Let's get one thing straight. I'm not complaining about the snow or the cold out here in Victoria this year. (The photo credit for the picture goes to Debra Brash, Times Colonist)
For someone raised on the Prairies, who spent a decade dealing with the miserable winters in southern Ontario, I'm totally fine with the odd snowstorm, windstorm and torrential downpour, just so long as I can keep walking the dogs without any gloves.
But I've got to admit, the difference from "normal" this year in the weather in this area is striking. It makes you wonder whether there is something larger going on, as so many people are becoming convinced of.
What seems clear enough is that our new "normal" is made up of varying levels of "extremes." Average out enough extreme events and you end up with "normal" but there's a big difference in how they feel while you're living through them, isn't there?
Here in Victoria, we had a significant dump of snow on Wednesday. It was enough to cause chaos on the roads for awhile.
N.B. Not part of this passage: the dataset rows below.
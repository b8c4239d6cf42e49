pub mod api;
pub mod auth;
pub mod backend;
pub mod config;
pub mod error;
pub mod models;
pub mod notify;
pub mod observability;
pub mod services;
pub mod state;
pub mod view;
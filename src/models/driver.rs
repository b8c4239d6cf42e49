use serde::{Deserialize, Serialize};

/// Driver profile. The document id is the driver's account uid.
#[derive(Debug, Clone, Serialize, Deserialize, PartialEq)]
pub struct DriverProfile {
    pub id: String,
    pub name: String,
    pub national_id: String,
    /// License classes, e.g. "A2 A4".
    pub license: String,
    #[serde(default, skip_serializing_if = "Option::is_none")]
    pub phone: Option<String>,
}
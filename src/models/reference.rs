use std::fmt;

use serde::{Deserialize, Serialize};

use crate::backend::collections;

#[derive(Debug, Clone, Copy, Serialize, Deserialize, PartialEq, Eq, Hash)]
#[serde(rename_all = "snake_case")]
pub enum ReferenceKind {
    Vehicle,
    LoadType,
    Shift,
    Round,
    ManagementType,
    StatusLabel,
}

impl ReferenceKind {
    pub const ALL: [ReferenceKind; 6] = [
        ReferenceKind::Vehicle,
        ReferenceKind::LoadType,
        ReferenceKind::Shift,
        ReferenceKind::Round,
        ReferenceKind::ManagementType,
        ReferenceKind::StatusLabel,
    ];

    pub fn collection(&self) -> &'static str {
        match self {
            ReferenceKind::Vehicle => collections::VEHICLES,
            ReferenceKind::LoadType => collections::LOAD_TYPES,
            ReferenceKind::Shift => collections::SHIFTS,
            ReferenceKind::Round => collections::ROUNDS,
            ReferenceKind::ManagementType => collections::MANAGEMENT_TYPES,
            ReferenceKind::StatusLabel => collections::STATUSES,
        }
    }
}

impl fmt::Display for ReferenceKind {
    fn fmt(&self, f: &mut fmt::Formatter<'_>) -> fmt::Result {
        f.write_str(self.collection())
    }
}

/// Lookup entry used to populate selection inputs.
#[derive(Debug, Clone, Serialize, Deserialize, PartialEq)]
pub struct ReferenceItem {
    pub id: String,
    pub name: String,
}
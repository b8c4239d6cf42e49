pub mod admin;
pub mod auth;
pub mod driver;
pub mod ws;

use std::sync::Arc;

use axum::extract::State;
use axum::http::StatusCode;
use axum::response::IntoResponse;
use axum::routing::get;
use axum::Json;
use axum::Router;
use serde::Serialize;
use tower_http::cors::CorsLayer;
use tower_http::trace::TraceLayer;

use crate::state::AppState;

pub fn router(state: Arc<AppState>) -> Router {
    Router::new()
        .merge(auth::router())
        .merge(driver::router())
        .merge(admin::router())
        .route("/health", get(health))
        .route("/metrics", get(metrics))
        .route("/ws", get(ws::ws_handler))
        .with_state(state)
        .layer(TraceLayer::new_for_http())
        .layer(CorsLayer::permissive())
}

#[derive(Serialize)]
struct HealthResponse {
    status: &'static str,
    signed_in: bool,
}

async fn health(State(state): State<Arc<AppState>>) -> Json<HealthResponse> {
    Json(HealthResponse {
        status: "ok",
        signed_in: state.session.current_identity().await.is_some(),
    })
}

async fn metrics(State(state): State<Arc<AppState>>) -> impl IntoResponse {
    match state.metrics.encode() {
        Ok(body) => (
            StatusCode::OK,
            [("content-type", "text/plain; version=0.0.4; charset=utf-8")],
            body,
        )
            .into_response(),
        Err(err) => (StatusCode::INTERNAL_SERVER_ERROR, err).into_response(),
    }
}
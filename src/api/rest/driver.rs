use std::sync::Arc;

use axum::extract::{Path, Query, State};
use axum::routing::{get, post};
use axum::Json;
use axum::Router;
use serde::Deserialize;

use crate::error::AppError;
use crate::models::dispatch::DispatchRecord;
use crate::models::store::Store;
use crate::state::AppState;
use crate::view::list::ListSnapshot;
use crate::view::segment::{PeriodSegment, StatusSegment};

pub fn router() -> Router<Arc<AppState>> {
    Router::new()
        .route("/driver/dispatches", get(list_dispatches))
        .route("/driver/dispatches/:id/deliver", post(deliver))
        .route("/driver/dispatches/:id/reject", post(reject))
        .route("/driver/summary", get(summary))
        .route("/stores", get(stores))
}

#[derive(Deserialize)]
pub struct DispatchListParams {
    pub segment: Option<StatusSegment>,
    #[serde(default)]
    pub refresh: bool,
}

#[derive(Deserialize)]
pub struct SummaryParams {
    pub period: Option<PeriodSegment>,
    #[serde(default)]
    pub refresh: bool,
}

#[derive(Deserialize)]
pub struct RejectRequest {
    #[serde(default)]
    pub reason: Option<String>,
}

#[derive(Deserialize)]
pub struct StoreParams {
    pub name: Option<String>,
}

async fn list_dispatches(
    State(state): State<Arc<AppState>>,
    Query(params): Query<DispatchListParams>,
) -> Result<Json<ListSnapshot<DispatchRecord, StatusSegment>>, AppError> {
    let board = &state.driver_board;
    if params.refresh {
        board.load().await?;
    } else {
        board.ensure_loaded().await?;
    }
    if let Some(segment) = params.segment {
        board.select_segment(segment).await;
    }

    Ok(Json(board.snapshot().await))
}

async fn deliver(
    State(state): State<Arc<AppState>>,
    Path(id): Path<String>,
) -> Result<Json<ListSnapshot<DispatchRecord, StatusSegment>>, AppError> {
    state.driver_board.deliver(&id).await?;
    Ok(Json(state.driver_board.snapshot().await))
}

async fn reject(
    State(state): State<Arc<AppState>>,
    Path(id): Path<String>,
    Json(payload): Json<RejectRequest>,
) -> Result<Json<ListSnapshot<DispatchRecord, StatusSegment>>, AppError> {
    state
        .driver_board
        .reject(&id, payload.reason.as_deref())
        .await?;
    Ok(Json(state.driver_board.snapshot().await))
}

async fn summary(
    State(state): State<Arc<AppState>>,
    Query(params): Query<SummaryParams>,
) -> Result<Json<ListSnapshot<DispatchRecord, PeriodSegment>>, AppError> {
    let summary = &state.driver_summary;
    if params.refresh {
        summary.load().await?;
    } else {
        summary.ensure_loaded().await?;
    }
    if let Some(period) = params.period {
        summary.select_period(period).await;
    }

    Ok(Json(summary.snapshot().await))
}

async fn stores(
    State(state): State<Arc<AppState>>,
    Query(params): Query<StoreParams>,
) -> Result<Json<Vec<Store>>, AppError> {
    state.session.require_identity().await?;

    let stores = match params.name.as_deref().map(str::trim) {
        Some(name) if !name.is_empty() => state.directory.stores_named(name).await,
        _ => state.directory.stores().await,
    };
    stores.map(Json).map_err(|err| {
        state.notifier.danger(err.notice_text());
        err
    })
}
But more significantly, the temperature then dropped dramatically, with the result that the white stuff will stick around for a few more days, turning to ice that makes driving and walking difficult, especially since we don't own any gloves out here. Fortunately, I do have some long pants, so I'll survive.
The arrival of yet another storm spurred me to dig a little further into the question of climate change. Is it real? Are we in the middle of it? Or the end...or what?
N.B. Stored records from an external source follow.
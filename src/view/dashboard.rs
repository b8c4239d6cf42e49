use chrono::{DateTime, Utc};
use serde::Serialize;
use tokio::sync::Mutex;

use super::list::{run_load, FilteredList, ViewState};
use super::segment::{PeriodSegment, Segment};
use crate::error::AppError;
use crate::models::dispatch::{DispatchRecord, Timestamped};
use crate::models::driver::DriverProfile;
use crate::models::reference::{ReferenceItem, ReferenceKind};
use crate::models::store::Store;
use crate::notify::Notifier;
use crate::observability::metrics::Metrics;
use crate::services::directory::Directory;
use crate::services::dispatch::DispatchService;

const VIEW: &str = "dashboard";
pub const PAGE_SIZE: usize = 20;

/// Dispatch row with its references resolved to display values.
#[derive(Debug, Clone, Serialize, PartialEq)]
pub struct DispatchDetail {
    pub id: String,
    pub timestamp: DateTime<Utc>,
    pub status: String,
    pub driver: String,
    pub driver_national_id: String,
    pub vehicle: String,
    pub load_type: String,
    pub store: String,
}

impl Timestamped for DispatchDetail {
    fn timestamp(&self) -> DateTime<Utc> {
        self.timestamp
    }
}

#[derive(Debug, Clone, Copy, Default, PartialEq, Eq, Serialize)]
pub struct PeriodCounts {
    pub total: usize,
    pub weekly: usize,
    pub monthly: usize,
}

#[derive(Debug, Clone, Serialize)]
pub struct DashboardSnapshot {
    pub state: ViewState,
    pub loading: bool,
    pub error: Option<String>,
    pub view: PeriodSegment,
    pub counts: PeriodCounts,
    /// Rows in the active view, of which `records` are shown.
    pub matching: usize,
    pub records: Vec<DispatchDetail>,
}

struct Lookups {
    drivers: Vec<DriverProfile>,
    vehicles: Vec<ReferenceItem>,
    load_types: Vec<ReferenceItem>,
    statuses: Vec<ReferenceItem>,
    stores: Vec<Store>,
}

impl Lookups {
    fn detail(&self, record: DispatchRecord) -> DispatchDetail {
        let driver = self
            .drivers
            .iter()
            .find(|d| d.id == record.driver || d.name == record.driver);
        let status = record.status.as_str().to_string();

        DispatchDetail {
            id: record.id,
            timestamp: record.timestamp,
            status: name_of(&self.statuses, &status).unwrap_or(status),
            driver: driver
                .map(|d| d.name.clone())
                .unwrap_or_else(|| record.driver.clone()),
            driver_national_id: driver.map(|d| d.national_id.clone()).unwrap_or_default(),
            vehicle: name_of(&self.vehicles, &record.vehicle).unwrap_or(record.vehicle),
            load_type: name_of(&self.load_types, &record.load_type).unwrap_or(record.load_type),
            store: self
                .stores
                .iter()
                .find(|s| s.id == record.store)
                .map(|s| s.name.clone())
                .unwrap_or(record.store),
        }
    }
}

fn name_of(items: &[ReferenceItem], id: &str) -> Option<String> {
    items
        .iter()
        .find(|item| item.id == id)
        .map(|item| item.name.clone())
}

/// Every dispatch, newest first, joined with reference data and counted per
/// period.
pub struct Dashboard {
    dispatches: DispatchService,
    directory: Directory,
    notifier: Notifier,
    metrics: Metrics,
    list: Mutex<FilteredList<DispatchDetail, PeriodSegment>>,
    visible: Mutex<usize>,
}

impl Dashboard {
    pub fn new(
        dispatches: DispatchService,
        directory: Directory,
        notifier: Notifier,
        metrics: Metrics,
    ) -> Self {
        Self {
            dispatches,
            directory,
            notifier,
            metrics,
            list: Mutex::new(FilteredList::new(PeriodSegment::Total)),
            visible: Mutex::new(PAGE_SIZE),
        }
    }

    pub async fn load(&self) -> Result<(), AppError> {
        run_load(&self.list, VIEW, &self.metrics, &self.notifier, || {
            self.fetch_details()
        })
        .await
    }

    pub async fn reset(&self) {
        self.list.lock().await.clear();
        *self.visible.lock().await = PAGE_SIZE;
    }

    pub async fn ensure_loaded(&self) -> Result<(), AppError> {
        if self.list.lock().await.never_loaded() {
            self.load().await?;
        }
        Ok(())
    }

    /// Switches the view and goes back to the first page. Selecting the
    /// active view keeps the current page.
    pub async fn select_view(&self, view: PeriodSegment) {
        let mut list = self.list.lock().await;
        if list.segment() == view {
            return;
        }
        list.select(view, Utc::now());
        drop(list);
        *self.visible.lock().await = PAGE_SIZE;
    }

    pub async fn show_more(&self) {
        *self.visible.lock().await += PAGE_SIZE;
    }

    pub async fn snapshot(&self) -> DashboardSnapshot {
        let visible = *self.visible.lock().await;
        let list = self.list.lock().await;
        let now = Utc::now();

        let count = |period: PeriodSegment| {
            list.items()
                .iter()
                .filter(|detail| period.admits(*detail, now))
                .count()
        };
        let counts = PeriodCounts {
            total: list.items().len(),
            weekly: count(PeriodSegment::Weekly),
            monthly: count(PeriodSegment::Monthly),
        };
        let snapshot = list.snapshot();

        DashboardSnapshot {
            state: snapshot.state,
            loading: snapshot.loading,
            error: snapshot.error,
            view: snapshot.segment,
            counts,
            matching: snapshot.count,
            records: snapshot.items.into_iter().take(visible).collect(),
        }
    }

    async fn fetch_details(&self) -> Result<Vec<DispatchDetail>, AppError> {
        let (records, drivers, vehicles, load_types, statuses, stores) = futures::try_join!(
            self.dispatches.all(),
            self.directory.drivers(),
            self.directory.reference(ReferenceKind::Vehicle),
            self.directory.reference(ReferenceKind::LoadType),
            self.directory.reference(ReferenceKind::StatusLabel),
            self.directory.stores(),
        )?;

        let lookups = Lookups {
            drivers,
            vehicles,
            load_types,
            statuses,
            stores,
        };
        Ok(records
            .into_iter()
            .map(|record| lookups.detail(record))
            .collect())
    }
}
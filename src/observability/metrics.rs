use prometheus::{
    Encoder, HistogramOpts, HistogramVec, IntCounterVec, Opts, Registry, TextEncoder,
};

#[derive(Clone)]
pub struct Metrics {
    registry: Registry,
    pub list_loads_total: IntCounterVec,
    pub list_load_latency_seconds: HistogramVec,
    pub stale_responses_total: IntCounterVec,
    pub dispatch_transitions_total: IntCounterVec,
    pub backend_errors_total: IntCounterVec,
}

impl Metrics {
    pub fn new() -> Self {
        let registry = Registry::new();

        let list_loads_total = IntCounterVec::new(
            Opts::new("list_loads_total", "List loads by view and outcome"),
            &["view", "outcome"],
        )
        .expect("valid list_loads_total metric");

        let list_load_latency_seconds = HistogramVec::new(
            HistogramOpts::new(
                "list_load_latency_seconds",
                "Latency of list loads in seconds",
            ),
            &["view"],
        )
        .expect("valid list_load_latency_seconds metric");

        let stale_responses_total = IntCounterVec::new(
            Opts::new(
                "stale_responses_total",
                "Superseded list loads whose results were dropped",
            ),
            &["view"],
        )
        .expect("valid stale_responses_total metric");

        let dispatch_transitions_total = IntCounterVec::new(
            Opts::new("dispatch_transitions_total", "Dispatch status transitions"),
            &["status"],
        )
        .expect("valid dispatch_transitions_total metric");

        let backend_errors_total = IntCounterVec::new(
            Opts::new("backend_errors_total", "Failed backend calls by operation"),
            &["operation"],
        )
        .expect("valid backend_errors_total metric");

        registry
            .register(Box::new(list_loads_total.clone()))
            .expect("register list_loads_total");
        registry
            .register(Box::new(list_load_latency_seconds.clone()))
            .expect("register list_load_latency_seconds");
        registry
            .register(Box::new(stale_responses_total.clone()))
            .expect("register stale_responses_total");
        registry
            .register(Box::new(dispatch_transitions_total.clone()))
            .expect("register dispatch_transitions_total");
        registry
            .register(Box::new(backend_errors_total.clone()))
            .expect("register backend_errors_total");

        Self {
            registry,
            list_loads_total,
            list_load_latency_seconds,
            stale_responses_total,
            dispatch_transitions_total,
            backend_errors_total,
        }
    }

    pub fn encode(&self) -> Result<String, String> {
        let metric_families = self.registry.gather();
        let mut buffer = Vec::new();

        TextEncoder::new()
            .encode(&metric_families, &mut buffer)
            .map_err(|err| format!("failed to encode metrics: {err}"))?;

        String::from_utf8(buffer).map_err(|err| format!("metrics are not valid utf8: {err}"))
    }
}

impl Default for Metrics {
    fn default() -> Self {
        Self::new()
    }
}
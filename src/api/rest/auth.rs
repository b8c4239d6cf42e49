use std::sync::Arc;

use axum::extract::State;
use axum::http::StatusCode;
use axum::routing::{get, post};
use axum::Json;
use axum::Router;
use serde::Deserialize;

use crate::error::AppError;
use crate::services::accounts::SessionInfo;
use crate::state::AppState;

pub fn router() -> Router<Arc<AppState>> {
    Router::new()
        .route("/auth/login", post(login))
        .route("/auth/logout", post(logout))
        .route("/auth/password-reset", post(password_reset))
        .route("/auth/session", get(session))
}

#[derive(Deserialize)]
pub struct LoginRequest {
    pub email: String,
    pub password: String,
}

#[derive(Deserialize)]
pub struct PasswordResetRequest {
    pub email: String,
}

/// A new identity never sees the previous one's lists.
async fn login(
    State(state): State<Arc<AppState>>,
    Json(payload): Json<LoginRequest>,
) -> Result<Json<SessionInfo>, AppError> {
    if let Err(err) = state.accounts.sign_in(&payload.email, &payload.password).await {
        state.notifier.danger(err.notice_text());
        return Err(err);
    }
    state.reset_views().await;

    Ok(Json(state.accounts.session_info().await?))
}

async fn logout(State(state): State<Arc<AppState>>) -> Result<StatusCode, AppError> {
    state.accounts.sign_out().await?;
    state.reset_views().await;
    Ok(StatusCode::NO_CONTENT)
}

async fn password_reset(
    State(state): State<Arc<AppState>>,
    Json(payload): Json<PasswordResetRequest>,
) -> Result<StatusCode, AppError> {
    state.accounts.send_password_reset(&payload.email).await?;
    state.notifier.success("Password reset email sent");
    Ok(StatusCode::ACCEPTED)
}

async fn session(State(state): State<Arc<AppState>>) -> Result<Json<SessionInfo>, AppError> {
    Ok(Json(state.accounts.session_info().await?))
}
It turned into an interesting exercise, so I thought I'd share a few of the resources I found, so you can visit them if you're interested.
As usual, I started with Wikipedia, one of my favourite sites. I still marvel at how this web-based encyclopedia, filled with user-generated content, always has something that I'm looking for. I found a fascinating treatise on the issue. It's a very long, detailed and thorough look at most of the factors involved in the question.
I also found a special website on climate change put together by the BBC.
It's broken down into 5 areas, Evidence, Impacts, Adaptation, Policies and Links & Chats. If you've never visited the BBC site, this is a good introduction. They've got a lot of very interesting features.
A few other sites of interest if you'd like more information on climate change:
The New Scientist - Special report on Climate Change.
Canadian Government view.
US government view
European Union view.
And finally, just so you don't despair that there is no hope for improvement, check out this view of climate change, from Victoria-based cartoonist Ole Heggen. The four cartoons were on the EkosTV blog.
That's a lot of information, which is one of the joys and frustrations of our information age. But wading through it is fun and interesting, especially if you're snowed in. And of course, so long as the power doesn't go off.